# Description of the task
For the data below, report only the number of lines containing the string "persist".

-.-.-

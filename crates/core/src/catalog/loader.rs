use std::{collections::HashMap, path::PathBuf, sync::Arc, time::Duration};

use anyhow::{anyhow, Context, Result};
use chrono::{DateTime, Utc};
use parking_lot::RwLock;
use serde::Deserialize;
use tracing::{info, warn};

use super::{cache, CatalogData, CatalogSnapshot, PlayerCatalog};
use crate::{
    config::AppConfig,
    models::{Player, PlayerId, Position, Team},
};

/// Fetches the player reference data and keeps the latest copy in memory.
#[derive(Clone)]
pub struct CatalogLoader {
    client: reqwest::Client,
    endpoint: String,
    snapshot_path: PathBuf,
    inner: Arc<RwLock<Inner>>,
}

#[derive(Default)]
struct Inner {
    catalog: Option<Arc<PlayerCatalog>>,
    fetched_at: Option<DateTime<Utc>>,
}

impl CatalogLoader {
    /// Build a loader from configuration.
    pub fn new(config: &AppConfig) -> Result<Self> {
        let client = reqwest::Client::builder()
            .timeout(Duration::from_secs(config.request_timeout_secs))
            .build()
            .context("failed to build http client")?;
        Ok(Self {
            client,
            endpoint: format!("{}/api/players", config.api_base_url.trim_end_matches('/')),
            snapshot_path: cache::snapshot_path(&config.cache_root),
            inner: Arc::new(RwLock::new(Inner::default())),
        })
    }

    /// URL the reference data is fetched from.
    pub fn endpoint(&self) -> &str {
        &self.endpoint
    }

    /// Currently loaded catalog, if any.
    pub fn catalog(&self) -> Option<Arc<PlayerCatalog>> {
        self.inner.read().catalog.clone()
    }

    /// Timestamp of the loaded catalog's fetch.
    pub fn fetched_at(&self) -> Option<DateTime<Utc>> {
        self.inner.read().fetched_at
    }

    /// Fetch the catalog, falling back to the last snapshot when the request fails.
    pub async fn load(&self) -> Result<Arc<PlayerCatalog>> {
        match self.fetch().await {
            Ok(catalog) => Ok(catalog),
            Err(err) => {
                let snapshot = CatalogSnapshot::load(&self.snapshot_path).with_context(|| {
                    format!("player data unavailable ({err:#}) and the cached copy is unreadable")
                })?;
                match snapshot {
                    Some(snapshot) => {
                        warn!(
                            fetched_at = %snapshot.fetched_at,
                            "Catalog fetch failed, using cached snapshot: {err:#}"
                        );
                        Ok(self.install(snapshot.catalog, snapshot.fetched_at))
                    }
                    None => Err(err.context("player data unavailable and no cached copy exists")),
                }
            }
        }
    }

    /// Fetch the catalog from the remote service and refresh the snapshot.
    pub async fn fetch(&self) -> Result<Arc<PlayerCatalog>> {
        let response = self
            .client
            .get(&self.endpoint)
            .send()
            .await
            .with_context(|| format!("failed to request {}", self.endpoint))?;
        if !response.status().is_success() {
            return Err(anyhow!(
                "player data request failed with status {}",
                response.status()
            ));
        }
        let raw: RawCatalog = response
            .json()
            .await
            .context("failed to parse player data")?;
        let catalog = build_catalog(raw);
        info!(players = catalog.len(), "Player catalog fetched");

        let snapshot = CatalogSnapshot::new(catalog);
        if let Err(err) = snapshot.persist(&self.snapshot_path) {
            warn!("Failed to cache player catalog: {err:#}");
        }
        Ok(self.install(snapshot.catalog, snapshot.fetched_at))
    }

    fn install(&self, catalog: PlayerCatalog, fetched_at: DateTime<Utc>) -> Arc<PlayerCatalog> {
        let catalog = Arc::new(catalog);
        let mut inner = self.inner.write();
        inner.catalog = Some(catalog.clone());
        inner.fetched_at = Some(fetched_at);
        catalog
    }
}

/// Parse the reference payload `{ players: { "<pos>": [...] }, teams: [...] }`.
pub fn parse_payload(bytes: &[u8]) -> Result<PlayerCatalog> {
    let raw: RawCatalog = serde_json::from_slice(bytes).context("failed to parse player data")?;
    Ok(build_catalog(raw))
}

fn build_catalog(raw: RawCatalog) -> PlayerCatalog {
    let mut players = Vec::new();
    for (key, records) in raw.players {
        let position = match key
            .parse::<u8>()
            .ok()
            .and_then(|id| Position::try_from(id).ok())
        {
            Some(position) => position,
            None => {
                warn!("Skipping {} players under unknown position '{key}'", records.len());
                continue;
            }
        };
        players.extend(records.into_iter().map(|record| Player {
            id: record.id,
            name: record.name,
            position,
            price: record.price,
            team: record.team,
            team_id: record.team_id,
            status: record.status.unwrap_or_else(|| "a".to_string()),
            chance_of_playing: record.chance_of_playing,
            selected_by: record.selected_by,
        }));
    }
    PlayerCatalog::new(CatalogData {
        players,
        teams: raw.teams,
    })
}

#[derive(Debug, Deserialize)]
struct RawCatalog {
    #[serde(default)]
    players: HashMap<String, Vec<RawPlayer>>,
    #[serde(default)]
    teams: Vec<Team>,
}

#[derive(Debug, Deserialize)]
struct RawPlayer {
    id: PlayerId,
    name: String,
    price: f64,
    #[serde(default)]
    team: String,
    #[serde(default)]
    team_id: u32,
    #[serde(default)]
    status: Option<String>,
    #[serde(default)]
    chance_of_playing: Option<u8>,
    #[serde(default)]
    selected_by: Option<String>,
}

#[cfg(test)]
mod tests {
    use super::*;
    use crate::catalog::testing::sample_catalog;
    use serde_json::json;
    use tempfile::tempdir;

    fn offline_config(cache_root: PathBuf) -> AppConfig {
        AppConfig {
            api_base_url: "http://127.0.0.1:9".to_string(),
            request_timeout_secs: 2,
            cache_root,
            ..AppConfig::default()
        }
    }

    #[test]
    fn parses_reference_payload() -> Result<()> {
        let payload = json!({
            "players": {
                "1": [{"id": 1, "name": "Raya", "price": 5.5, "team": "ARS", "team_id": 1,
                        "face_url": "ignored", "club_logo_url": "ignored"}],
                "4": [{"id": 9, "name": "Haaland", "price": 14.0, "team": "MCI", "team_id": 13,
                        "status": "d", "chance_of_playing": 75, "selected_by": "61.2"}],
                "9": [{"id": 99, "name": "Ghost", "price": 1.0}]
            },
            "teams": [{"id": 1, "code": 3, "name": "Arsenal", "short_name": "ARS", "strength": 4}]
        });
        let catalog = parse_payload(&serde_json::to_vec(&payload)?)?;
        assert_eq!(catalog.len(), 2);
        assert_eq!(catalog.position_of(9), Some(Position::Forward));
        let haaland = catalog.player(9).expect("player 9");
        assert!(!haaland.is_available());
        assert_eq!(haaland.chance_of_playing, Some(75));
        assert_eq!(catalog.teams().len(), 1);
        assert!(!catalog.contains(99));
        Ok(())
    }

    #[tokio::test]
    async fn falls_back_to_snapshot_when_offline() -> Result<()> {
        let dir = tempdir()?;
        let config = offline_config(dir.path().to_path_buf());
        CatalogSnapshot::new(sample_catalog()).persist(cache::snapshot_path(dir.path()))?;

        let loader = CatalogLoader::new(&config)?;
        let catalog = loader.load().await?;
        assert_eq!(catalog.len(), sample_catalog().len());
        assert!(loader.catalog().is_some());
        assert!(loader.fetched_at().is_some());
        Ok(())
    }

    #[tokio::test]
    async fn offline_without_snapshot_is_an_error() -> Result<()> {
        let dir = tempdir()?;
        let loader = CatalogLoader::new(&offline_config(dir.path().to_path_buf()))?;
        assert!(loader.load().await.is_err());
        assert!(loader.catalog().is_none());
        Ok(())
    }

    #[tokio::test]
    async fn corrupt_snapshot_reports_both_failures() -> Result<()> {
        let dir = tempdir()?;
        std::fs::write(cache::snapshot_path(dir.path()), b"{not json")?;
        let loader = CatalogLoader::new(&offline_config(dir.path().to_path_buf()))?;

        let err = loader.load().await.unwrap_err();
        let message = format!("{err:#}");
        assert!(message.contains("failed to request http://127.0.0.1:9/api/players"));
        assert!(message.contains("cached copy is unreadable"));
        Ok(())
    }
}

-.-.-

# Written answer
2